“The Constitution of the United States is a law for rulers and people, equally in war and in peace, and covers with the shield of its protection all classes of men, at all times and under all circumstances.” – Ex parte Milligan, U.S. Supreme Court (1866)
During the Civil War, when President Abraham Lincoln thought it expedient to silence those in the Northern states who challenged his wartime decisions by incarcerating them in military prisons in the name of public safety, he was rebuked by a unanimous Supreme Court.
The essence of the rebuke is that no matter the state of difficulties – whether war or pestilence – the Constitution protects our natural rights, and its provisions are to be upheld when they pinch as well as when they comfort.
This basic principle of American law – our rights can only be interfered with by means of due process – is being put to a severe test today in most American states.
Here is the backstory.
The coronavirus pandemic, which has ravaged portions of China and Italy, has arrived in the United States and our central planners have panicked.
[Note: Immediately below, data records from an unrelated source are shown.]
//! Owned singly-linked list with in-place reversal.
//!
//! This module provides [`LinkedList`], a mutable singly linked list where
//! each node holds an element and exclusively owns the next node.
//!
//! # Overview
//!
//! `LinkedList` is the classic textbook list: a chain of heap nodes reachable
//! from an optional head. It provides:
//!
//! - O(1) prepend (`push_front`) and removal at the front (`pop_front`)
//! - O(1) head access
//! - O(n) in-place reversal with O(1) additional space
//!
//! Unlike a persistent cons-list, this list is mutated in place: operations
//! take `&mut self` and rewire the existing nodes instead of building new
//! structure. [`reverse`](LinkedList::reverse) in particular never allocates;
//! it only redirects each node's `next` link.
//!
//! # Examples
//!
//! ```rust
//! use reorder::list::LinkedList;
//!
//! let mut list = LinkedList::new();
//! list.push_front(9);
//! list.push_front(1);
//! list.push_front(5);
//! assert_eq!(list.front(), Some(&5));
//!
//! list.reverse();
//! assert_eq!(list.front(), Some(&9));
//! ```

use std::fmt;
use std::hash::{Hash, Hasher};
use std::iter::FromIterator;

/// Internal node structure for the linked list.
///
/// Each node contains an element and exclusively owns its successor (if any).
struct Node<T> {
    /// The element stored in this node.
    element: T,
    /// The rest of the list hanging off this node.
    next: Link<T>,
}

/// An owning link to the next node; `None` marks the end of the chain.
type Link<T> = Option<Box<Node<T>>>;

/// An owned, mutable singly linked list.
///
/// The list is identified solely by its head link; an absent head represents
/// the empty list. Nodes are heap-allocated and exclusively owned, so cycles
/// and sharing are unrepresentable by construction.
///
/// # Time Complexity
///
/// | Operation    | Complexity |
/// |--------------|------------|
/// | `new`        | O(1)       |
/// | `push_front` | O(1)       |
/// | `pop_front`  | O(1)       |
/// | `front`      | O(1)       |
/// | `len`        | O(1)       |
/// | `reverse`    | O(n)       |
///
/// # Examples
///
/// ```rust
/// use reorder::list::LinkedList;
///
/// let list = LinkedList::singleton(42);
/// assert_eq!(list.front(), Some(&42));
/// ```
pub struct LinkedList<T> {
    /// Owning link to the head node (if any).
    head: Link<T>,
    /// Cached length for O(1) access.
    length: usize,
}

impl<T> LinkedList<T> {
    /// Creates a new empty list.
    ///
    /// # Examples
    ///
    /// ```rust
    /// use reorder::list::LinkedList;
    ///
    /// let list: LinkedList<i32> = LinkedList::new();
    /// assert!(list.is_empty());
    /// ```
    #[inline]
    #[must_use]
    pub const fn new() -> Self {
        Self {
            head: None,
            length: 0,
        }
    }

    /// Creates a list containing a single element.
    ///
    /// # Examples
    ///
    /// ```rust
    /// use reorder::list::LinkedList;
    ///
    /// let list = LinkedList::singleton(42);
    /// assert_eq!(list.front(), Some(&42));
    /// assert_eq!(list.len(), 1);
    /// ```
    #[inline]
    #[must_use]
    pub fn singleton(element: T) -> Self {
        let mut list = Self::new();
        list.push_front(element);
        list
    }

    /// Returns the number of elements in the list.
    ///
    /// # Examples
    ///
    /// ```rust
    /// use reorder::list::LinkedList;
    ///
    /// let list: LinkedList<i32> = (1..=3).collect();
    /// assert_eq!(list.len(), 3);
    /// ```
    #[inline]
    #[must_use]
    pub const fn len(&self) -> usize {
        self.length
    }

    /// Returns `true` if the list contains no elements.
    ///
    /// # Examples
    ///
    /// ```rust
    /// use reorder::list::LinkedList;
    ///
    /// let list: LinkedList<i32> = LinkedList::new();
    /// assert!(list.is_empty());
    /// ```
    #[inline]
    #[must_use]
    pub const fn is_empty(&self) -> bool {
        self.length == 0
    }

    /// Returns a reference to the first element of the list.
    ///
    /// Returns `None` if the list is empty.
    ///
    /// # Examples
    ///
    /// ```rust
    /// use reorder::list::LinkedList;
    ///
    /// let mut list = LinkedList::new();
    /// list.push_front(1);
    /// assert_eq!(list.front(), Some(&1));
    ///
    /// let empty: LinkedList<i32> = LinkedList::new();
    /// assert_eq!(empty.front(), None);
    /// ```
    #[inline]
    #[must_use]
    pub fn front(&self) -> Option<&T> {
        self.head.as_ref().map(|node| &node.element)
    }

    /// Prepends an element to the front of the list.
    ///
    /// The new node becomes the head and takes ownership of the previous
    /// chain.
    ///
    /// # Arguments
    ///
    /// * `element` - The element to prepend
    ///
    /// # Complexity
    ///
    /// O(1) time and space
    ///
    /// # Examples
    ///
    /// ```rust
    /// use reorder::list::LinkedList;
    ///
    /// let mut list = LinkedList::new();
    /// list.push_front(2);
    /// list.push_front(1);
    /// assert_eq!(list.front(), Some(&1));
    /// assert_eq!(list.len(), 2);
    /// ```
    pub fn push_front(&mut self, element: T) {
        self.head = Some(Box::new(Node {
            element,
            next: self.head.take(),
        }));
        self.length += 1;
    }

    /// Removes the first element of the list and returns it.
    ///
    /// Returns `None` if the list is empty.
    ///
    /// # Complexity
    ///
    /// O(1) time and space
    ///
    /// # Examples
    ///
    /// ```rust
    /// use reorder::list::LinkedList;
    ///
    /// let mut list: LinkedList<i32> = (1..=2).collect();
    /// assert_eq!(list.pop_front(), Some(1));
    /// assert_eq!(list.pop_front(), Some(2));
    /// assert_eq!(list.pop_front(), None);
    /// ```
    pub fn pop_front(&mut self) -> Option<T> {
        self.head.take().map(|mut node| {
            self.head = node.next.take();
            self.length -= 1;
            node.element
        })
    }

    /// Reverses the list in place.
    ///
    /// Every node's `next` link is redirected to point at its former
    /// predecessor in a single forward pass; the original head becomes the
    /// tail and the original tail becomes the head. No node is created or
    /// destroyed, so the heap identity of every node (and of the element it
    /// stores) is preserved.
    ///
    /// The pass keeps two links: the already-reversed chain (`previous`,
    /// initially empty) and the not-yet-visited chain (`current`, initially
    /// the whole list). Each step detaches `current`'s successor *before*
    /// relinking `current` onto the reversed chain; detaching afterwards
    /// would lose the only link to the rest of the list.
    ///
    /// Empty and single-node lists are returned unchanged.
    ///
    /// # Complexity
    ///
    /// O(n) time, O(1) additional space
    ///
    /// # Examples
    ///
    /// ```rust
    /// use reorder::list::LinkedList;
    ///
    /// let mut list: LinkedList<i32> = [5, 1, 9].into_iter().collect();
    /// list.reverse();
    ///
    /// let values: Vec<i32> = list.into_iter().collect();
    /// assert_eq!(values, vec![9, 1, 5]);
    /// ```
    pub fn reverse(&mut self) {
        let mut previous: Link<T> = None;
        let mut current = self.head.take();

        while let Some(mut node) = current {
            // Detach the successor before overwriting the link.
            current = node.next.take();
            node.next = previous;
            previous = Some(node);
        }

        // `previous` now owns the last node visited: the new head.
        self.head = previous;
    }

    /// Returns an iterator over references to the elements of the list,
    /// front to back.
    ///
    /// # Examples
    ///
    /// ```rust
    /// use reorder::list::LinkedList;
    ///
    /// let list: LinkedList<i32> = (1..=3).collect();
    /// let sum: i32 = list.iter().sum();
    /// assert_eq!(sum, 6);
    /// ```
    #[inline]
    #[must_use]
    pub fn iter(&self) -> LinkedListIterator<'_, T> {
        LinkedListIterator {
            current: self.head.as_deref(),
            remaining: self.length,
        }
    }

    /// Builds a list from a Vec efficiently.
    ///
    /// Uses `Vec::pop()` to consume elements from the end, which is O(1),
    /// so the chain is built back to front in one pass.
    fn build_from_vec(mut elements: Vec<T>) -> Self {
        let length = elements.len();

        let mut head: Link<T> = None;
        while let Some(element) = elements.pop() {
            head = Some(Box::new(Node {
                element,
                next: head,
            }));
        }

        Self { head, length }
    }
}

// Dropping the head Box would recurse through the whole chain; unlink the
// nodes iteratively so long lists cannot overflow the stack.
impl<T> Drop for LinkedList<T> {
    fn drop(&mut self) {
        let mut current = self.head.take();
        while let Some(mut node) = current {
            current = node.next.take();
        }
    }
}

// =============================================================================
// Iterator Implementation
// =============================================================================

/// An iterator over references to elements of a [`LinkedList`].
pub struct LinkedListIterator<'a, T> {
    current: Option<&'a Node<T>>,
    remaining: usize,
}

impl<'a, T> Iterator for LinkedListIterator<'a, T> {
    type Item = &'a T;

    fn next(&mut self) -> Option<Self::Item> {
        self.current.map(|node| {
            self.current = node.next.as_deref();
            self.remaining -= 1;
            &node.element
        })
    }

    fn size_hint(&self) -> (usize, Option<usize>) {
        (self.remaining, Some(self.remaining))
    }
}

impl<T> ExactSizeIterator for LinkedListIterator<'_, T> {
    fn len(&self) -> usize {
        self.remaining
    }
}

/// An owning iterator over elements of a [`LinkedList`].
pub struct LinkedListIntoIterator<T> {
    list: LinkedList<T>,
}

impl<T> Iterator for LinkedListIntoIterator<T> {
    type Item = T;

    fn next(&mut self) -> Option<Self::Item> {
        self.list.pop_front()
    }

    fn size_hint(&self) -> (usize, Option<usize>) {
        (self.list.length, Some(self.list.length))
    }
}

impl<T> ExactSizeIterator for LinkedListIntoIterator<T> {
    fn len(&self) -> usize {
        self.list.length
    }
}

// =============================================================================
// Standard Trait Implementations
// =============================================================================

impl<T> Default for LinkedList<T> {
    #[inline]
    fn default() -> Self {
        Self::new()
    }
}

impl<T> FromIterator<T> for LinkedList<T> {
    fn from_iter<I: IntoIterator<Item = T>>(iter: I) -> Self {
        let elements: Vec<T> = iter.into_iter().collect();
        Self::build_from_vec(elements)
    }
}

impl<T> IntoIterator for LinkedList<T> {
    type Item = T;
    type IntoIter = LinkedListIntoIterator<T>;

    #[inline]
    fn into_iter(self) -> Self::IntoIter {
        LinkedListIntoIterator { list: self }
    }
}

impl<'a, T> IntoIterator for &'a LinkedList<T> {
    type Item = &'a T;
    type IntoIter = LinkedListIterator<'a, T>;

    #[inline]
    fn into_iter(self) -> Self::IntoIter {
        self.iter()
    }
}

impl<T: Clone> Clone for LinkedList<T> {
    fn clone(&self) -> Self {
        self.iter().cloned().collect()
    }
}

impl<T: PartialEq> PartialEq for LinkedList<T> {
    fn eq(&self, other: &Self) -> bool {
        if self.length != other.length {
            return false;
        }
        self.iter().zip(other.iter()).all(|(a, b)| a == b)
    }
}

impl<T: Eq> Eq for LinkedList<T> {}

/// Computes a hash value for this list.
///
/// The hash covers the length followed by each element in order, so equal
/// lists produce equal hash values (Hash-Eq consistency) and element order
/// affects the result.
impl<T: Hash> Hash for LinkedList<T> {
    fn hash<H: Hasher>(&self, state: &mut H) {
        self.length.hash(state);
        for element in self {
            element.hash(state);
        }
    }
}

impl<T: fmt::Debug> fmt::Debug for LinkedList<T> {
    fn fmt(&self, formatter: &mut fmt::Formatter<'_>) -> fmt::Result {
        formatter.debug_list().entries(self.iter()).finish()
    }
}

impl<T: fmt::Display> fmt::Display for LinkedList<T> {
    fn fmt(&self, formatter: &mut fmt::Formatter<'_>) -> fmt::Result {
        write!(formatter, "[")?;
        let mut first = true;
        for element in self {
            if first {
                first = false;
            } else {
                write!(formatter, ", ")?;
            }
            write!(formatter, "{element}")?;
        }
        write!(formatter, "]")
    }
}

// A list of Send + Sync elements is itself Send + Sync: nodes are exclusively
// owned, nothing is shared.
static_assertions::assert_impl_all!(LinkedList<i32>: Send, Sync);
static_assertions::assert_impl_all!(LinkedList<String>: Send, Sync);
We do not have a free market here in the health care delivery system; rather, we have thousands of pages of regulations and control at the federal, state and local levels.
That control was revealed as manifestly deficient and ignorant when the virus struck.
The feds have been so protective of their control of health care – an area of governance that the Supreme Court has ruled is nowhere delegated to them in the Constitution, and but for their power to tax those who defy them, would be nonexistent – that they insisted that only the Centers for Disease Control and Prevention in Atlanta could be trusted to test for the virus.
It took weeks of begging by governors and mayors for the feds to relent. Of course, once they acknowledged that labs throughout the country are as competent as theirs to conduct the tests, they realized that their incompetence had deprived all physicians as well as most private sector and state government-owned labs of the test kits themselves.
We all know how central economic planning diminishes freedom and adds to the cost of products. Now we know that central micromanagement of health care can kill people.
But these mayors and governors were not to be outdone by the feds in their totalitarian impulses. Many of them, particularly in the Northeast and the West Coast, have issued decrees that are as profoundly unconstitutional as Lincoln’s efforts to silence dissent.
The governors of New York, New Jersey, Pennsylvania and Connecticut have all issued decrees closing most retail establishments, particularly all restaurants, bars and theaters. The governor of New Jersey is threatening to ban all travel after dark. And the mayor of New York City is threatening to ban all travel all the time.
Now we know that central micromanagement of health care can kill people.
The fulfillment of these totalitarian impulses has put more than 1 million folks out of work, closed thousands of businesses and impaired the fundamental rights of tens of millions of persons – all in violation of numerous sections of the Constitution.
The Contracts Clause of the Constitution prohibits the states from interfering with lawful contracts, such as leases and employment agreements.
And the Due Process Clause of the Fourteenth Amendment prohibits the states from interfering with life, liberty or property without a trial at which the state must prove fault.
The Takings Clause of the Fifth Amendment requires just compensation when the state meaningfully interferes with an owner’s chosen lawful use of his property.
Taken together, these clauses reveal the significant protections of private property in the Constitution itself. Add to this the threat of punishment that has accompanied these decrees and the fact that they are executive decrees, not legislation, and one can see the paramount rejection of basic democratic and constitutional principles in the minds and words and deeds of those who have perpetrated them.
Add to all this, the protection in the First Amendment of the right to associate and the judicially recognized right to travel – both of which are natural rights – and it is clear that these nanny state rules are unconstitutional, unlawful and unworthy of respect or compliance.
Why is this happening? Throughout history, free people have been willing to accept the devil’s bargain of trading liberty for safety when they are fearful. We supinely accept the shallow and hollow offers of government that somehow less liberty equals more safety.
This happened here with the Alien and Sedition Acts in the 1790s when the Federalists feared a second revolution, during the Civil War when Lincoln feared dissent and Congress feared defeat, during World War I when President Woodrow Wilson suppressed the speech he hated and feared, and during the Great Depression when President Franklin Delano Roosevelt feared economic calamity and seized property without compensation.
And, after 9/11, fearing another attack, Congress secretly crafted the Patriot Act’s circumvention of the Fourth Amendment and creation of the total surveillance state.
This sordid history came about when the public was fearful of the unknown and trustful of the government’s bargain. But the safety offered for the liberty sacrificed never came to pass.
Moreover, liberty is natural and personal. You can sacrifice yours, but you cannot sacrifice mine. The natural nature of personal liberty – Thomas Jefferson’s Declaration of Independence calls our rights inalienable and James Madison’s Ninth Amendment reflects their nature as limitless – insulates their existence and exercise in a free society from totalitarian and even majoritarian interference.
Today the fear of contagion gives government cover for its assaults on freedom and poses a question the government does not want to answer: If liberty can be taken away in times of crisis, then is it really liberty; or is it just a license, via a temporary government permission slip, subject to the whims of politicians in power?